[Task goal]: Everything from the line containing "used by SPICE)." through the line containing "if omega == 0.0" should be repeated exactly, and nothing else from the data.
• • • • • • •
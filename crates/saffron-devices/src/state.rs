//! Companion-model bias state, kept parallel to the device list.
//!
//! The circuit itself is immutable during solving. All nonlinear state
//! (junction voltages and the companion conductances/currents derived from
//! them) lives in a [`BiasState`] vector keyed by device index, so the AC
//! sweep can read a converged operating point without touching the circuit.

use nalgebra::DVector;

use crate::circuit::Circuit;
use crate::device::Device;
use crate::diode::{limit_junction_step, thermal_voltage};
use crate::error::{Error, Result};

/// Companion state of a diode.
#[derive(Debug, Clone, Copy, Default)]
pub struct DiodeState {
    /// Junction voltage, anode − cathode (V).
    pub vd: f64,
    /// Companion conductance (S).
    pub gd: f64,
    /// Junction current at `vd` (A).
    pub id: f64,
}

/// Companion state of a BJT.
#[derive(Debug, Clone, Copy, Default)]
pub struct BjtState {
    /// Base-emitter voltage (V).
    pub vbe: f64,
    /// Base-collector voltage (V).
    pub vbc: f64,
    /// Collector current (A).
    pub ic: f64,
    /// Base current (A).
    pub ib: f64,
    /// Emitter current (A).
    pub ie: f64,
    /// Jacobian of (Ic, Ib, Ie) with respect to (Vc, Vb, Ve).
    pub g: [[f64; 3]; 3],
}

/// Companion state of a MOSFET.
#[derive(Debug, Clone, Copy, Default)]
pub struct MosfetState {
    /// Gate-source voltage (V).
    pub vgs: f64,
    /// Drain-source voltage (V).
    pub vds: f64,
    /// Drain current (A).
    pub id: f64,
    /// Transconductance (S).
    pub gm: f64,
    /// Output conductance (S).
    pub gds: f64,
}

/// Per-device companion state.
#[derive(Debug, Clone, Copy)]
pub enum DeviceState {
    /// Linear devices carry no state.
    Linear,
    Diode(DiodeState),
    Bjt(BjtState),
    Mosfet(MosfetState),
}

impl DeviceState {
    /// Terminal currents used by the Newton convergence check. Unused slots
    /// are zero.
    pub fn currents(&self) -> [f64; 3] {
        match self {
            DeviceState::Linear => [0.0; 3],
            DeviceState::Diode(d) => [d.id, 0.0, 0.0],
            DeviceState::Bjt(q) => [q.ic, q.ib, q.ie],
            DeviceState::Mosfet(m) => [m.id, 0.0, 0.0],
        }
    }
}

/// Bias state for a whole circuit: one [`DeviceState`] per device, in
/// device order.
#[derive(Debug, Clone)]
pub struct BiasState {
    states: Vec<DeviceState>,
}

fn voltage_at(solution: &DVector<f64>, node: saffron_core::NodeId) -> f64 {
    node.index().map(|i| solution[i]).unwrap_or(0.0)
}

impl BiasState {
    /// Zero-bias state for a circuit, with companions evaluated at 0 V.
    ///
    /// Fails if a nonlinear device references a missing or mismatched model
    /// card.
    pub fn new(circuit: &Circuit) -> Result<Self> {
        let mut bias = Self {
            states: vec![DeviceState::Linear; circuit.devices().len()],
        };
        let zeros = DVector::zeros(circuit.num_nodes());
        bias.update_from_solution(circuit, &zeros)?;
        Ok(bias)
    }

    /// The state of the device at `index`.
    pub fn state(&self, index: usize) -> &DeviceState {
        &self.states[index]
    }

    /// All device states, in device order.
    pub fn states(&self) -> &[DeviceState] {
        &self.states
    }

    /// Read new terminal voltages from a solved node-voltage vector, apply
    /// junction step limiting, and recompute every companion model.
    pub fn update_from_solution(
        &mut self,
        circuit: &Circuit,
        solution: &DVector<f64>,
    ) -> Result<()> {
        let vt = thermal_voltage(300.15);
        let models = circuit.models();

        for (index, device) in circuit.devices().iter().enumerate() {
            match device {
                Device::Diode(d) => {
                    let old = match self.states[index] {
                        DeviceState::Diode(s) => s.vd,
                        _ => 0.0,
                    };
                    let proposed = voltage_at(solution, d.anode) - voltage_at(solution, d.cathode);
                    let vd = limit_junction_step(old, proposed, vt);

                    let model = models.diode(&d.name, &d.model)?;
                    let (id, gd) = d.evaluate(model, vd);
                    if !id.is_finite() || !gd.is_finite() {
                        return Err(Error::NumericOverflow {
                            device: d.name.clone(),
                        });
                    }
                    self.states[index] = DeviceState::Diode(DiodeState { vd, gd, id });
                }
                Device::Bjt(q) => {
                    let (old_vbe, old_vbc) = match self.states[index] {
                        DeviceState::Bjt(s) => (s.vbe, s.vbc),
                        _ => (0.0, 0.0),
                    };
                    let vc = voltage_at(solution, q.collector);
                    let vb = voltage_at(solution, q.base);
                    let ve = voltage_at(solution, q.emitter);
                    let vbe = limit_junction_step(old_vbe, vb - ve, vt);
                    let vbc = limit_junction_step(old_vbc, vb - vc, vt);

                    let model = models.bjt(&q.name, &q.model)?;
                    let eval = q.evaluate(model, vbe, vbc);
                    if !eval.ic.is_finite() || !eval.ib.is_finite() || !eval.ie.is_finite() {
                        return Err(Error::NumericOverflow {
                            device: q.name.clone(),
                        });
                    }
                    self.states[index] = DeviceState::Bjt(BjtState {
                        vbe,
                        vbc,
                        ic: eval.ic,
                        ib: eval.ib,
                        ie: eval.ie,
                        g: eval.g,
                    });
                }
                Device::Mosfet(m) => {
                    let vd = voltage_at(solution, m.drain);
                    let vg = voltage_at(solution, m.gate);
                    let vs = voltage_at(solution, m.source);
                    let vgs = vg - vs;
                    let vds = vd - vs;

                    let model = models.mosfet(&m.name, &m.model)?;
                    let eval = m.evaluate(model, vgs, vds);
                    if !eval.id.is_finite() {
                        return Err(Error::NumericOverflow {
                            device: m.name.clone(),
                        });
                    }
                    self.states[index] = DeviceState::Mosfet(MosfetState {
                        vgs,
                        vds,
                        id: eval.id,
                        gm: eval.gm,
                        gds: eval.gds,
                    });
                }
                _ => {
                    self.states[index] = DeviceState::Linear;
                }
            }
        }
        Ok(())
    }
}

#[cfg(test)]
mod tests {
    use super::*;
    use crate::diode::Diode;
    use crate::passive::Resistor;
    use saffron_core::model::{DiodeModel, ModelCard};
    use saffron_core::{ModelLibrary, NodeId};

    fn diode_circuit() -> Circuit {
        let mut models = ModelLibrary::new();
        models.insert("DX", ModelCard::Diode(DiodeModel { is: 1e-14 }));
        Circuit::new(
            vec![
                Device::Resistor(Resistor::new("R1", NodeId::new(1), NodeId::new(2), 1e3)),
                Device::Diode(Diode::new("D1", NodeId::new(2), NodeId::GROUND, "DX")),
            ],
            models,
        )
    }

    #[test]
    fn test_zero_bias_state() {
        let circuit = diode_circuit();
        let bias = BiasState::new(&circuit).unwrap();

        assert!(matches!(bias.state(0), DeviceState::Linear));
        match bias.state(1) {
            DeviceState::Diode(d) => {
                assert_eq!(d.vd, 0.0);
                assert_eq!(d.id, 0.0);
                assert!(d.gd > 0.0);
            }
            other => panic!("expected diode state, got {:?}", other),
        }
    }

    #[test]
    fn test_update_applies_limiting() {
        let circuit = diode_circuit();
        let mut bias = BiasState::new(&circuit).unwrap();

        // A wildly optimistic solution; the junction step must be compressed.
        let solution = DVector::from_vec(vec![10.0, 8.0]);
        bias.update_from_solution(&circuit, &solution).unwrap();

        match bias.state(1) {
            DeviceState::Diode(d) => {
                assert!(d.vd < 1.0, "junction step should be limited: {}", d.vd);
                assert!(d.vd > 0.0);
            }
            other => panic!("expected diode state, got {:?}", other),
        }
    }

    #[test]
    fn test_unknown_model_surfaces() {
        let circuit = Circuit::new(
            vec![Device::Diode(Diode::new(
                "D1",
                NodeId::new(1),
                NodeId::GROUND,
                "MISSING",
            ))],
            ModelLibrary::new(),
        );
        let err = BiasState::new(&circuit).unwrap_err();
        assert!(matches!(err, Error::Model(_)));
    }
}
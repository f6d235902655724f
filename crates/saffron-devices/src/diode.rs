//! Diode device model using the Shockley equation.

use num_complex::Complex;
use saffron_core::model::DiodeModel;
use saffron_core::{NodalSystem, NodeId};

use crate::state::DiodeState;
use crate::GMIN;

/// Thermal voltage kT/q at a given temperature in kelvin.
pub fn thermal_voltage(temp_k: f64) -> f64 {
    const K_BOLTZMANN: f64 = 1.380649e-23;
    const Q_ELECTRON: f64 = 1.602176634e-19;
    K_BOLTZMANN * temp_k / Q_ELECTRON
}

/// Limit a junction-voltage step to keep `exp` well-behaved.
///
/// Steps up to 10·Vt are accepted as-is; larger steps are compressed to
/// `Vt · ln(1 + |ΔV|/Vt)` in the step direction (the classical pn-junction
/// limiting used by SPICE).
pub fn limit_junction_step(old: f64, proposed: f64, vt: f64) -> f64 {
    let dv = proposed - old;
    if dv.abs() <= 10.0 * vt {
        proposed
    } else {
        old + dv.signum() * vt * (1.0 + dv.abs() / vt).ln()
    }
}

/// A diode element.
#[derive(Debug, Clone)]
pub struct Diode {
    /// Device name (e.g., "D1").
    pub name: String,
    /// Anode node.
    pub anode: NodeId,
    /// Cathode node.
    pub cathode: NodeId,
    /// Model card name.
    pub model: String,
}

impl Diode {
    /// Create a new diode referencing a model card.
    pub fn new(
        name: impl Into<String>,
        anode: NodeId,
        cathode: NodeId,
        model: impl Into<String>,
    ) -> Self {
        Self {
            name: name.into(),
            anode,
            cathode,
            model: model.into(),
        }
    }

    /// Evaluate diode current and conductance at a given junction voltage.
    ///
    /// Returns `(id, gd)` where:
    /// - `id = Is · (exp(Vd/Vt) − 1)`
    /// - `gd = dId/dVd = Is/Vt · exp(Vd/Vt)`, floored at GMIN
    pub fn evaluate(&self, model: &DiodeModel, vd: f64) -> (f64, f64) {
        let vt = thermal_voltage(300.15);
        let exp_term = (vd / vt).exp();
        let id = model.is * (exp_term - 1.0);
        let gd = (model.is * exp_term / vt).max(GMIN);
        (id, gd)
    }

    /// Stamp the companion model at the stored bias.
    ///
    /// The conductance is stamped at every frequency; the Norton equivalent
    /// current `Ieq = Id − Gd·Vd` belongs to the large-signal linearization
    /// and is stamped only into the DC (ω = 0) system.
    pub(crate) fn stamp(&self, sys: &mut NodalSystem, omega: f64, state: &DiodeState) {
        let a = self.anode.index();
        let c = self.cathode.index();

        sys.stamp_conductance(a, c, state.gd);

        if omega == 0.0 {
            let ieq = state.id - state.gd * state.vd;
            sys.stamp_current_source(a, c, Complex::new(ieq, 0.0));
        }
    }
}

#[cfg(test)]
mod tests {
    use super::*;

    fn model() -> DiodeModel {
        DiodeModel { is: 1e-14 }
    }

    #[test]
    fn test_thermal_voltage() {
        // At room temperature, Vt ≈ 25.85 mV
        let vt = thermal_voltage(300.15);
        assert!((vt - 0.02585).abs() < 1e-4, "Vt = {}", vt);
    }

    #[test]
    fn test_forward_bias() {
        let d = Diode::new("D1", NodeId::new(1), NodeId::GROUND, "DX");
        let (id, gd) = d.evaluate(&model(), 0.7);

        assert!(id > 1e-4, "forward current should be significant: {}", id);
        assert!(gd > 0.0, "forward conductance should be positive: {}", gd);
        // gd = Is/Vt * exp(Vd/Vt) ≈ (id + Is)/Vt
        let vt = thermal_voltage(300.15);
        assert!((gd - (id + 1e-14) / vt).abs() / gd < 1e-9);
    }

    #[test]
    fn test_reverse_bias() {
        let d = Diode::new("D1", NodeId::new(1), NodeId::GROUND, "DX");
        let (id, gd) = d.evaluate(&model(), -1.0);

        assert!(id < 0.0, "reverse current should be negative: {}", id);
        assert!(id.abs() < 2e-14, "reverse current should be ≈ -Is: {}", id);
        assert_eq!(gd, GMIN, "reverse conductance floors at GMIN");
    }

    #[test]
    fn test_zero_bias() {
        let d = Diode::new("D1", NodeId::new(1), NodeId::GROUND, "DX");
        let (id, _gd) = d.evaluate(&model(), 0.0);
        assert_eq!(id, 0.0);
    }

    #[test]
    fn test_limit_junction_step() {
        let vt = thermal_voltage(300.15);

        // Small steps pass through untouched
        assert_eq!(limit_junction_step(0.5, 0.55, vt), 0.55);

        // Large positive step is compressed
        let limited = limit_junction_step(0.0, 5.0, vt);
        assert!(limited < 0.3, "step should be compressed: {}", limited);
        assert!(limited > 0.0);

        // Limiting is symmetric
        let down = limit_junction_step(0.0, -5.0, vt);
        assert!((down + limited).abs() < 1e-12);
    }

    #[test]
    fn test_companion_stamp_at_dc() {
        let d = Diode::new("D1", NodeId::new(1), NodeId::GROUND, "DX");
        let (id, gd) = d.evaluate(&model(), 0.65);
        let state = DiodeState {
            vd: 0.65,
            gd,
            id,
        };

        let mut sys = NodalSystem::new(1);
        d.stamp(&mut sys, 0.0, &state);

        assert!((sys.matrix()[(0, 0)].re - gd).abs() < 1e-12);
        // Ieq drawn from the anode
        let ieq = id - gd * 0.65;
        assert!((sys.rhs()[0].re + ieq).abs() < 1e-12);
    }

    #[test]
    fn test_companion_stamp_at_ac_has_no_ieq() {
        let d = Diode::new("D1", NodeId::new(1), NodeId::GROUND, "DX");
        let state = DiodeState {
            vd: 0.65,
            gd: 0.01,
            id: 1e-3,
        };

        let mut sys = NodalSystem::new(1);
        d.stamp(&mut sys, 2.0 * std::f64::consts::PI * 1e3, &state);

        assert!((sys.matrix()[(0, 0)].re - 0.01).abs() < 1e-15);
        assert_eq!(sys.rhs()[0].re, 0.0);
    }
}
• • • • • • •
[Solution below]:
/// limiting used by SPICE).
pub fn limit_junction_step(old: f64, proposed: f64, vt: f64) -> f64 {
    let dv = proposed - old;
    if dv.abs() <= 10.0 * vt {
        proposed
    } else {
        old + dv.signum() * vt * (1.0 + dv.abs() / vt).ln()
    }
}

/// A diode element.
#[derive(Debug, Clone)]
pub struct Diode {
    /// Device name (e.g., "D1").
    pub name: String,
    /// Anode node.
    pub anode: NodeId,
    /// Cathode node.
    pub cathode: NodeId,
    /// Model card name.
    pub model: String,
}

impl Diode {
    /// Create a new diode referencing a model card.
    pub fn new(
        name: impl Into<String>,
        anode: NodeId,
        cathode: NodeId,
        model: impl Into<String>,
    ) -> Self {
        Self {
            name: name.into(),
            anode,
            cathode,
            model: model.into(),
        }
    }

    /// Evaluate diode current and conductance at a given junction voltage.
    ///
    /// Returns `(id, gd)` where:
    /// - `id = Is · (exp(Vd/Vt) − 1)`
    /// - `gd = dId/dVd = Is/Vt · exp(Vd/Vt)`, floored at GMIN
    pub fn evaluate(&self, model: &DiodeModel, vd: f64) -> (f64, f64) {
        let vt = thermal_voltage(300.15);
        let exp_term = (vd / vt).exp();
        let id = model.is * (exp_term - 1.0);
        let gd = (model.is * exp_term / vt).max(GMIN);
        (id, gd)
    }

    /// Stamp the companion model at the stored bias.
    ///
    /// The conductance is stamped at every frequency; the Norton equivalent
    /// current `Ieq = Id − Gd·Vd` belongs to the large-signal linearization
    /// and is stamped only into the DC (ω = 0) system.
    pub(crate) fn stamp(&self, sys: &mut NodalSystem, omega: f64, state: &DiodeState) {
        let a = self.anode.index();
        let c = self.cathode.index();

        sys.stamp_conductance(a, c, state.gd);

        if omega == 0.0 {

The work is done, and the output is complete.